C’est entendu : la loi Sécurité globale (bien que voté par L’Assemblée Nationale et actuellement en instance de révision -complète ?- Suite à la bombe cas générale et aux dernières manifestations notamment de la place de la république à Paris, ce dernier week-end) n’a aucunement vocation à restreindre la liberté de la presse ! Ben voyons … nous allons voir ça …

Bizarrement, il ne fait pas bon couvrir une manif contre cette loi lorsqu’on est journaliste. L’interpellation de Tangi Kermarrec par les cow-boys à moto des Bray (brigades de répression des actions violentes), le 17 novembre [2020] à Paris, en a offert une illustration saisissante.

En fin de manif, vers 21 heures, alors qu’il filme les poulets avec son téléphone et discute avec l’un d’eux en exhibant sa carte de presse, le confrère de France 3 est soudain embarqué : « T’es journaliste, mais t’as pas de carnet et t’as pas de stylo ! » Fine observation…

Dessin d’Aurel – Le Canard Enchainé. 25/11/2020

Baladé trois heures dans un panier à salade, Kermarrec échoue au commissariat du XVIIe  arrondissement. En garde à vue, il est soumis à un interrogatoire auquel il oppose, son droit professionnel au silence… Il ose aussi refuser le relevé d’empreintes digitales et les photos destinées au fichier TAJ (traitement d’antécédents judiciaires).

La permanence du parquet de Paris, qui exige ces relevés, finit par faire renvoyer le confrère en cellule pour la nuit, dans l’espoir qu’il change d’avis. A 2 heures du matin, l’entêté fait appeler l’avocat Dominique Tricaud.

Déboulant au petit matin, celui-ci dénonce « une atteinte caractérisée à la liberté de la presse » et pense que son client va sortir rapido.

Las ! le parquet s’y oppose. Vers midi, l’avocat repart et Kermarrec est de nouveau mis sous pression : « Les policiers m’ont dit qu’ils avaient eu le parquet. Et que, si je refusais toujours les empreintes, ma garde à vue serait prolongée et [que] je risquais d’être déféré. Ils ont ajouté que je risquais 1 an de prison et 15.000 euros d’amende », raconte le confrère, qui finit par céder aux menaces. Libéré, il écope d’un rappel à la loi signé par le substitut du procureur, Alexandre Verney.

Motif : le journaliste a « continué volontairement à participer à un attroupement après les sommations de dispersion ». Application incongrue à un journaliste couvrant une manif d’un article (431-4) du Code pénal…

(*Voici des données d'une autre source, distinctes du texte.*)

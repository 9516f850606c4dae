//! Scheduler — круговой round-robin
//! Scheduler — circular round-robin
//!
//! Все живые задачи образуют кольцо. Один вызов `schedule` на тик таймера:
//!   1. освободить зомби / reclaim zombies
//!   2. сохранить sp текущей / save the current task's sp
//!   3. current = current.next (строгий FIFO, без приоритетов / no priorities)
//!   4. TSS.rsp0 + CR3 новой задачи / TSS.rsp0 + CR3 of the new task
//!   5. вернуть её sp / return its sp
//!
//! Кольцо — арена `Vec<Option<Task>>` со ссылками-индексами. Задача с pid 0
//! (корневая) существует всегда, поэтому кольцо никогда не пусто.
//! The ring is a `Vec<Option<Task>>` arena with index links. The root task
//! (pid 0) always exists, so the ring is never empty.
//!
//! Новая задача встаёт сразу после якоря, и якорь переходит на неё:
//! порядок обхода совпадает с порядком создания.
//! A new task is linked right after the anchor, and the anchor moves onto
//! it: rotation order matches creation order.

mod memory;
mod process;
pub mod task;

#[cfg(test)]
mod tests_prop;

use alloc::collections::VecDeque;
use alloc::vec::Vec;

pub use memory::Backing;
pub use process::Framebuffer;
pub use task::{KernelStack, Pid, Task, TaskKind};

use task::SlotId;

use crate::arch::Cpu;
use crate::config::UserLayout;
use crate::ipc::Message;
use crate::mm::vmm::AddressSpace;
use crate::mm::FrameSupplier;
use crate::{Error, Result};

pub struct Scheduler {
    slots:      Vec<Option<Task>>,
    free_slots: Vec<SlotId>,
    current:    SlotId,
    anchor:     SlotId,
    live:       usize,
    next_pid:   u64,
    zombies:    VecDeque<Task>,
    master:     AddressSpace,
    layout:     UserLayout,
}

impl Scheduler {
    /// Кольцо из одной корневой задачи. `master` — таблицы ядра.
    /// A ring holding only the root task. `master` is the kernel's tables.
    pub fn new(master: AddressSpace) -> Self {
        Self::with_layout(master, UserLayout::default())
    }

    pub fn with_layout(master: AddressSpace, layout: UserLayout) -> Self {
        let mut slots = Vec::new();
        slots.push(Some(task::Task::root()));
        log::info!("sched: root task 0 created");
        Self {
            slots,
            free_slots: Vec::new(),
            current:    SlotId(0),
            anchor:     SlotId(0),
            live:       1,
            next_pid:   1,
            zombies:    VecDeque::new(),
            master,
            layout,
        }
    }

    pub fn master(&self) -> &AddressSpace {
        &self.master
    }

    pub fn layout(&self) -> &UserLayout {
        &self.layout
    }

    /// Задач в кольце / Tasks in the ring
    pub fn len(&self) -> usize {
        self.live
    }

    pub fn is_empty(&self) -> bool {
        self.live == 0
    }

    /// Зомби, ждущие освобождения / Zombies awaiting reclamation
    pub fn pending_reclaim(&self) -> usize {
        self.zombies.len()
    }

    pub fn current(&self) -> &Task {
        self.slot(self.current)
    }

    pub(crate) fn current_mut(&mut self) -> &mut Task {
        self.slot_mut(self.current)
    }

    pub fn current_pid(&self) -> Pid {
        self.current().pid
    }

    /// Обход кольца, начиная с текущей задачи.
    /// Walk the ring starting at the current task.
    pub fn ring(&self) -> Ring<'_> {
        Ring { sched: self, at: self.current, left: self.live }
    }

    /// Линейный поиск по кольцу / Linear ring scan
    pub fn task(&self, pid: Pid) -> Option<&Task> {
        self.ring().find(|t| t.pid == pid)
    }

    pub fn task_mut(&mut self, pid: Pid) -> Option<&mut Task> {
        let id = self.find_slot(pid)?;
        Some(self.slot_mut(id))
    }

    pub(crate) fn find_slot(&self, pid: Pid) -> Option<SlotId> {
        let mut at = self.current;
        for _ in 0..self.live {
            let task = self.slot(at);
            if task.pid == pid {
                return Some(at);
            }
            at = task.next;
        }
        None
    }

    fn slot(&self, id: SlotId) -> &Task {
        match self.slots.get(id.0) {
            Some(Some(task)) => task,
            _ => {
                log::error!("sched: ring link to empty slot {}", id.0);
                panic!("sched: ring corrupt (slot {})", id.0);
            }
        }
    }

    fn slot_mut(&mut self, id: SlotId) -> &mut Task {
        match self.slots.get_mut(id.0) {
            Some(Some(task)) => task,
            _ => {
                log::error!("sched: ring link to empty slot {}", id.0);
                panic!("sched: ring corrupt (slot {})", id.0);
            }
        }
    }

    /// Две разные задачи сразу / Two distinct tasks at once
    pub(crate) fn pair_mut(&mut self, a: SlotId, b: SlotId) -> (&mut Task, &mut Task) {
        assert_ne!(a, b, "sched: pair_mut on one slot");
        let (lo, hi) = if a.0 < b.0 { (a.0, b.0) } else { (b.0, a.0) };
        let (left, right) = self.slots.split_at_mut(hi);
        let (Some(low), Some(high)) = (left[lo].as_mut(), right[0].as_mut()) else {
            panic!("sched: ring corrupt (slots {} and {})", lo, hi);
        };
        if a.0 < b.0 { (low, high) } else { (high, low) }
    }

    // ── Вставка / Insertion ──────────────────────────────────────────────────

    /// Зарезервировать всё, что понадобится `link` и выходу задачи, чтобы
    /// после выделения кадров вставка уже не могла провалиться.
    /// Reserve everything `link` and the task's later exit will need, so the
    /// insertion cannot fail once frames are allocated.
    pub(crate) fn reserve(&mut self) -> Result<()> {
        let reserved = if self.free_slots.is_empty() { self.slots.try_reserve(1) } else { Ok(()) };
        reserved
            .and_then(|()| self.free_slots.try_reserve(self.slots.len() + 1 - self.free_slots.len()))
            .and_then(|()| self.zombies.try_reserve(self.live + 1))
            .map_err(|_| {
                log::warn!("sched: no heap for another task record");
                Error::ResourceExhausted
            })
    }

    /// Связать задачу после якоря; присвоить pid. Требует `reserve`.
    /// Link a task after the anchor and assign its pid. Requires `reserve`.
    pub(crate) fn link(&mut self, mut task: Task) -> Pid {
        let pid = Pid(self.next_pid);
        self.next_pid += 1;
        task.pid = pid;
        task.next = self.slot(self.anchor).next;

        let id = match self.free_slots.pop() {
            Some(id) => {
                self.slots[id.0] = Some(task);
                id
            }
            None => {
                self.slots.push(Some(task));
                SlotId(self.slots.len() - 1)
            }
        };
        self.slot_mut(self.anchor).next = id;
        self.anchor = id;
        self.live += 1;
        pid
    }

    // ── Планирование / Scheduling ────────────────────────────────────────────

    /// Тик таймера: вернуть sp следующей задачи. Только при выключенных
    /// прерываниях.
    /// Timer tick: return the next task's sp. Interrupts must be off.
    pub fn schedule<F: FrameSupplier, C: Cpu>(
        &mut self,
        frames: &mut F,
        cpu: &mut C,
        interrupted_sp: u64,
    ) -> u64 {
        self.reclaim(frames, cpu);

        let leaving = self.current;
        self.slot_mut(leaving).saved_sp = interrupted_sp;
        self.current = self.slot(leaving).next;

        let next = self.slot(self.current);
        cpu.set_kernel_stack(next.kernel_stack_top);
        if let Some(space) = &next.space {
            if space.root() != cpu.active_root() {
                space.switch(cpu);
            }
        }
        log::trace!("sched: switch to {}", next.pid);
        next.saved_sp
    }

    /// Освободить всех зомби: стек, нижнюю половину, корень, запись.
    /// Reclaim every zombie: stack, lower half, root, record.
    pub fn reclaim<F: FrameSupplier, C: Cpu>(&mut self, frames: &mut F, cpu: &mut C) {
        while let Some(zombie) = self.zombies.pop_front() {
            let Task { pid, space, kernel_stack, .. } = zombie;
            if let Some(space) = space {
                if space.root() == cpu.active_root() {
                    self.master.switch(cpu);
                }
                space.destroy(frames);
            }
            drop(kernel_stack);
            log::debug!("sched: reclaimed task {}", pid);
        }
    }

    /// Убрать текущую задачу из кольца и перейти к следующей. Возвращает
    /// sp преемника для `trap_return`. Ресурсы освободит следующий `schedule`.
    /// Unlink the current task and move to its successor. Returns the
    /// successor's sp for `trap_return`. The next `schedule` frees resources.
    pub fn exit_current<C: Cpu>(&mut self, cpu: &mut C) -> u64 {
        let exiting = self.current;
        if self.slot(exiting).kind == TaskKind::Root {
            log::error!("sched: the root task tried to exit");
            panic!("sched: the root task cannot be unlinked");
        }
        let successor = self.slot(exiting).next;
        if successor == exiting {
            log::error!("sched: the last task tried to exit");
            panic!("sched: cannot unlink the last task");
        }

        let pred = self.predecessor(exiting);
        self.slot_mut(pred).next = successor;
        if self.anchor == exiting {
            self.anchor = pred;
        }

        let Some(task) = self.slots[exiting.0].take() else {
            panic!("sched: ring corrupt (slot {})", exiting.0);
        };
        self.free_slots.push(exiting);
        self.live -= 1;
        log::info!("sched: task {} exited", task.pid);
        self.zombies.push_back(task);

        self.current = successor;
        let next = self.slot(successor);
        cpu.set_kernel_stack(next.kernel_stack_top);
        // Пространство зомби больше не должно быть активным.
        // The zombie's space must no longer be active.
        let root = next.space.as_ref().unwrap_or(&self.master).root();
        if root != cpu.active_root() {
            cpu.load_root(root);
        }
        next.saved_sp
    }

    fn predecessor(&self, id: SlotId) -> SlotId {
        let mut at = self.slot(id).next;
        for _ in 0..self.live {
            let next = self.slot(at).next;
            if next == id {
                return at;
            }
            at = next;
        }
        log::error!("sched: slot {} is not reachable from its own ring", id.0);
        panic!("sched: ring corrupt (no predecessor for slot {})", id.0);
    }

    // ── IPC ──────────────────────────────────────────────────────────────────

    /// Положить сообщение в ящик `dest`. Отправитель — всегда текущая задача.
    /// Queue a message for `dest`. The sender is always the current task.
    pub fn send(&mut self, dest: Pid, kind: u64, data: [u64; 3]) -> Result<()> {
        let sender = self.current_pid();
        let task = self.task_mut(dest).ok_or(Error::NotFound)?;
        task.mailbox.push(Message::new(sender.0, kind, data))
    }

    /// Забрать старейшее сообщение текущей задачи.
    /// Take the current task's oldest message.
    pub fn recv(&mut self) -> Result<Message> {
        self.current_mut().mailbox.pop()
    }
}

/// Итератор по кольцу / Ring iterator
pub struct Ring<'a> {
    sched: &'a Scheduler,
    at:    SlotId,
    left:  usize,
}

impl<'a> Iterator for Ring<'a> {
    type Item = &'a Task;

    fn next(&mut self) -> Option<&'a Task> {
        if self.left == 0 {
            return None;
        }
        self.left -= 1;
        let task = self.sched.slot(self.at);
        self.at = task.next;
        Some(task)
    }
}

Seulement, voilà : il y a deux mois, le 16 septembre [2020], Darmanin a changé la donne en pondant son nouveau « schéma national du maintien de l’ordre » (SNMO). Le ministre y développe son rêve de faire accréditer les journalistes pour les manifs (un texte fustigeant cette lubie, dont « Le Canard » est signataire, vient d’être publié par les directions de journaux).

Darmanin y a aussi glissé cette farce : « Le délit constitué par le fait de se maintenir dans un attroupement après sommation ne comporte aucune exception, y compris au profit des journalistes. »

Mais, si le SNMO s’appliquait aux flics, il ne s’imposait nullement au parquet !  Etonnant, donc, que le substitut Alexandre Verney ait déployé un tel zèle.

Ironie du calendrier, ce magistrat va quitter le parquet le mois prochain pour rejoindre… le secrétariat général du gouvernement. Son arrêté de nomination a été signé par Jean Castex le 17 novembre, jour de l’arrestation de Kermarrec. Une recrue prometteuse…

Lundi 23 [Nov 2020] sur RTL, Rémy Heitz, le procureur de Paris, a opéré un rétropédalage comique : « Toute l’ambiguïté était de savoir si l’intéressé était là en tant que manifestant ou en tant que journaliste.

Depuis, le procureur a retiré le rappel à la loi de Kermarrec et « classé sans suite », dit-il au « Canard ». Après un courrier de l’avocat Dominique Tricaud, toute trace du journaliste dans le fichier des antécédents judiciaires a été retirée.